Would you print each of the entries below precisely as given?

Given records:
--*--
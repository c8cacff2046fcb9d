//! Event-bus consumers.
//!
//! The transaction-event handler expands each state change into one
//! webhook event per matching subscription, keyed by subscription id.
//! The webhook-event handler materialises the delivery row and runs the
//! first attempt. Delivery event ids are derived deterministically from
//! the source event and the subscription, so redelivered or re-expanded
//! events collapse onto the same row.

use serde_json::json;
use sqlx::PgPool;
use tracing::{debug, info, warn};
use uuid::Uuid;

use relay_db::models::{ProcessedEvent, Transaction};
use relay_events::message::{TransactionEventMessage, WebhookEventMessage};
use relay_events::{EventError, EventProducer, MessageHandler};

use crate::delivery::DeliveryService;
use crate::subscription::SubscriptionService;

/// Consumer group suffix for the expansion worker.
pub const TRANSACTION_WORKER_GROUP: &str = "transaction-worker";

/// Expands transaction events into per-subscription webhook events.
pub struct TransactionEventHandler {
    pool: PgPool,
    subscriptions: SubscriptionService,
    producer: EventProducer,
    topic: String,
}

impl TransactionEventHandler {
    #[must_use]
    pub fn new(
        pool: PgPool,
        subscriptions: SubscriptionService,
        producer: EventProducer,
        topic: impl Into<String>,
    ) -> Self {
        Self {
            pool,
            subscriptions,
            producer,
            topic: topic.into(),
        }
    }

    async fn expand(&self, event: &TransactionEventMessage) -> Result<(), EventError> {
        let group = format!("relay-{TRANSACTION_WORKER_GROUP}");
        if !ProcessedEvent::try_mark(&self.pool, event.event_id, &group, &self.topic).await? {
            debug!(event_id = %event.event_id, "Event already expanded; skipping");
            return Ok(());
        }

        let mut targets = self
            .subscriptions
            .find_active_for_event(event.event_type.as_str(), &event.origin_system)
            .await
            .map_err(|e| EventError::ConsumeFailed { cause: e.to_string() })?;

        // The transaction's inline webhook URL is an extra target,
        // deduplicated against registered subscriptions by URL.
        if let Some(transaction_id) = event.transaction_id {
            match Transaction::find_by_id(&self.pool, transaction_id).await? {
                Some(txn) if txn.has_inline_webhook() => {
                    let url = txn.webhook_url.clone().unwrap_or_default();
                    if !targets.iter().any(|s| s.callback_url == url) {
                        match self
                            .subscriptions
                            .resolve_inline_target(
                                &txn.origin_system,
                                &url,
                                txn.webhook_security_token.as_deref(),
                            )
                            .await
                        {
                            Ok(inline) => targets.push(inline),
                            Err(e) => {
                                warn!(
                                    transaction_id = %transaction_id,
                                    error = %e,
                                    "Skipping invalid inline webhook target"
                                );
                            }
                        }
                    }
                }
                _ => {}
            }
        }

        if targets.is_empty() {
            debug!(
                event_id = %event.event_id,
                event_type = %event.event_type,
                "No webhook targets for event"
            );
            return Ok(());
        }

        info!(
            event_id = %event.event_id,
            event_type = %event.event_type,
            targets = targets.len(),
            "Expanding transaction event into webhook deliveries"
        );

        for subscription in targets {
            let delivery_event_id = derive_delivery_id(event.event_id, subscription.id);
            let mut message = WebhookEventMessage::with_id(
                delivery_event_id,
                event.event_type,
                subscription.id,
                event.transaction_id,
                event.origin_system.clone(),
                delivery_payload(event),
            );
            message.current_status = event.current_status;
            message.previous_status = event.previous_status;
            message.high_priority = event.high_priority;

            self.producer.publish_webhook_event(&message).await?;
        }

        Ok(())
    }
}

#[async_trait::async_trait]
impl MessageHandler for TransactionEventHandler {
    async fn handle(&self, payload: &[u8]) -> Result<(), EventError> {
        let event = TransactionEventMessage::from_json_bytes(payload)?;
        self.expand(&event).await
    }
}

/// Materialises and executes deliveries for webhook events.
pub struct WebhookEventHandler {
    delivery: DeliveryService,
}

impl WebhookEventHandler {
    #[must_use]
    pub fn new(delivery: DeliveryService) -> Self {
        Self { delivery }
    }
}

#[async_trait::async_trait]
impl MessageHandler for WebhookEventHandler {
    async fn handle(&self, payload: &[u8]) -> Result<(), EventError> {
        let message = WebhookEventMessage::from_json_bytes(payload)?;
        self.delivery
            .create_and_execute(&message)
            .await
            .map_err(|e| EventError::ConsumeFailed { cause: e.to_string() })
    }
}

/// Deterministic delivery id: v5 UUID over the source event id and the
/// subscription id.
#[must_use]
pub fn derive_delivery_id(event_id: Uuid, subscription_id: Uuid) -> Uuid {
    Uuid::new_v5(&event_id, subscription_id.as_bytes())
}

/// Payload POSTed to the subscriber: event metadata plus the
/// status-filtered transaction snapshot carried by the source event.
fn delivery_payload(event: &TransactionEventMessage) -> serde_json::Value {
    json!({
        "event_id": event.event_id,
        "event_type": event.event_type,
        "transaction_id": event.transaction_id,
        "origin_system": event.origin_system,
        "status": event.current_status,
        "previous_status": event.previous_status,
        "timestamp": event.timestamp,
        "transaction": event.payload,
    })
}

#[cfg(test)]
mod tests {
    use super::*;
    use relay_core::{EventType, TransactionStatus};

    #[test]
    fn test_derived_delivery_id_is_stable() {
        let event = Uuid::new_v4();
        let sub = Uuid::new_v4();
        assert_eq!(derive_delivery_id(event, sub), derive_delivery_id(event, sub));
    }

    #[test]
    fn test_derived_delivery_id_varies_by_subscription() {
        let event = Uuid::new_v4();
        assert_ne!(
            derive_delivery_id(event, Uuid::new_v4()),
            derive_delivery_id(event, Uuid::new_v4())
        );
    }

    #[test]
    fn test_delivery_payload_shape() {
        let txn_id = Uuid::new_v4();
        let event = TransactionEventMessage::new(
            EventType::TransactionCompleted,
            txn_id,
            "billing",
            TransactionStatus::Completed,
            Some(TransactionStatus::Processing),
            json!({"attempt_count": 1, "response": {"status": "success"}}),
        );

        let payload = delivery_payload(&event);
        assert_eq!(payload["event_type"], "TransactionCompleted");
        assert_eq!(payload["status"], "COMPLETED");
        assert_eq!(payload["previous_status"], "PROCESSING");
        assert_eq!(payload["transaction"]["response"]["status"], "success");
    }
}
--*--
Written solution:
repository c8cacff2046fcb9d
//! Event-bus consumers.
//!
//! The transaction-event handler expands each state change into one
//! webhook event per matching subscription, keyed by subscription id.
//! The webhook-event handler materialises the delivery row and runs the
//! first attempt. Delivery event ids are derived deterministically from
//! the source event and the subscription, so redelivered or re-expanded
//! events collapse onto the same row.

use serde_json::json;
use sqlx::PgPool;
use tracing::{debug, info, warn};
use uuid::Uuid;

use relay_db::models::{ProcessedEvent, Transaction};
use relay_events::message::{TransactionEventMessage, WebhookEventMessage};
use relay_events::{EventError, EventProducer, MessageHandler};

use crate::delivery::DeliveryService;
use crate::subscription::SubscriptionService;

/// Consumer group suffix for the expansion worker.
pub const TRANSACTION_WORKER_GROUP: &str = "transaction-worker";

/// Expands transaction events into per-subscription webhook events.
pub struct TransactionEventHandler {
    pool: PgPool,
    subscriptions: SubscriptionService,
    producer: EventProducer,
    topic: String,
}

impl TransactionEventHandler {
    #[must_use]
    pub fn new(
        pool: PgPool,
        subscriptions: SubscriptionService,
        producer: EventProducer,
        topic: impl Into<String>,
    ) -> Self {
        Self {
            pool,
            subscriptions,
            producer,
            topic: topic.into(),
        }
    }

    async fn expand(&self, event: &TransactionEventMessage) -> Result<(), EventError> {
        let group = format!("relay-{TRANSACTION_WORKER_GROUP}");
        if !ProcessedEvent::try_mark(&self.pool, event.event_id, &group, &self.topic).await? {
            debug!(event_id = %event.event_id, "Event already expanded; skipping");
            return Ok(());
        }

        let mut targets = self
            .subscriptions
            .find_active_for_event(event.event_type.as_str(), &event.origin_system)
            .await
            .map_err(|e| EventError::ConsumeFailed { cause: e.to_string() })?;

        // The transaction's inline webhook URL is an extra target,
        // deduplicated against registered subscriptions by URL.
        if let Some(transaction_id) = event.transaction_id {
            match Transaction::find_by_id(&self.pool, transaction_id).await? {
                Some(txn) if txn.has_inline_webhook() => {
                    let url = txn.webhook_url.clone().unwrap_or_default();
                    if !targets.iter().any(|s| s.callback_url == url) {
                        match self
                            .subscriptions
                            .resolve_inline_target(
                                &txn.origin_system,
                                &url,
                                txn.webhook_security_token.as_deref(),
                            )
                            .await
                        {
                            Ok(inline) => targets.push(inline),
                            Err(e) => {
                                warn!(
                                    transaction_id = %transaction_id,
                                    error = %e,
                                    "Skipping invalid inline webhook target"
                                );
                            }
                        }
                    }
                }
                _ => {}
            }
        }

        if targets.is_empty() {
            debug!(
                event_id = %event.event_id,
                event_type = %event.event_type,
                "No webhook targets for event"
            );
            return Ok(());
        }

        info!(
            event_id = %event.event_id,
            event_type = %event.event_type,
            targets = targets.len(),
            "Expanding transaction event into webhook deliveries"
        );

        for subscription in targets {
            let delivery_event_id = derive_delivery_id(event.event_id, subscription.id);
            let mut message = WebhookEventMessage::with_id(
                delivery_event_id,
                event.event_type,
                subscription.id,
                event.transaction_id,
                event.origin_system.clone(),
                delivery_payload(event),
            );
            message.current_status = event.current_status;
            message.previous_status = event.previous_status;
            message.high_priority = event.high_priority;

            self.producer.publish_webhook_event(&message).await?;
        }

        Ok(())
    }
}

#[async_trait::async_trait]
impl MessageHandler for TransactionEventHandler {
    async fn handle(&self, payload: &[u8]) -> Result<(), EventError> {
        let event = TransactionEventMessage::from_json_bytes(payload)?;
        self.expand(&event).await
    }
}

/// Materialises and executes deliveries for webhook events.
pub struct WebhookEventHandler {
    delivery: DeliveryService,
}

impl WebhookEventHandler {
    #[must_use]
    pub fn new(delivery: DeliveryService) -> Self {
        Self { delivery }
    }
}

#[async_trait::async_trait]
impl MessageHandler for WebhookEventHandler {
    async fn handle(&self, payload: &[u8]) -> Result<(), EventError> {
        let message = WebhookEventMessage::from_json_bytes(payload)?;
        self.delivery
            .create_and_execute(&message)
            .await
            .map_err(|e| EventError::ConsumeFailed { cause: e.to_string() })
    }
}

/// Deterministic delivery id: v5 UUID over the source event id and the
/// subscription id.
#[must_use]
pub fn derive_delivery_id(event_id: Uuid, subscription_id: Uuid) -> Uuid {
    Uuid::new_v5(&event_id, subscription_id.as_bytes())
}

/// Payload POSTed to the subscriber: event metadata plus the
/// status-filtered transaction snapshot carried by the source event.
fn delivery_payload(event: &TransactionEventMessage) -> serde_json::Value {
    json!({
        "event_id": event.event_id,
        "event_type": event.event_type,
        "transaction_id": event.transaction_id,
        "origin_system": event.origin_system,
        "status": event.current_status,
        "previous_status": event.previous_status,
        "timestamp": event.timestamp,
        "transaction": event.payload,
    })
}

#[cfg(test)]
mod tests {
    use super::*;
    use relay_core::{EventType, TransactionStatus};

    #[test]
    fn test_derived_delivery_id_is_stable() {
        let event = Uuid::new_v4();
        let sub = Uuid::new_v4();
        assert_eq!(derive_delivery_id(event, sub), derive_delivery_id(event, sub));
    }

    #[test]
    fn test_derived_delivery_id_varies_by_subscription() {
        let event = Uuid::new_v4();
        assert_ne!(
            derive_delivery_id(event, Uuid::new_v4()),
            derive_delivery_id(event, Uuid::new_v4())
        );
    }

    #[test]
    fn test_delivery_payload_shape() {
        let txn_id = Uuid::new_v4();
        let event = TransactionEventMessage::new(
            EventType::TransactionCompleted,
            txn_id,
            "billing",
            TransactionStatus::Completed,
            Some(TransactionStatus::Processing),
            json!({"attempt_count": 1, "response": {"status": "success"}}),
        );

        let payload = delivery_payload(&event);
        assert_eq!(payload["event_type"], "TransactionCompleted");
        assert_eq!(payload["status"], "COMPLETED");
        assert_eq!(payload["previous_status"], "PROCESSING");
        assert_eq!(payload["transaction"]["response"]["status"], "success");
    }
}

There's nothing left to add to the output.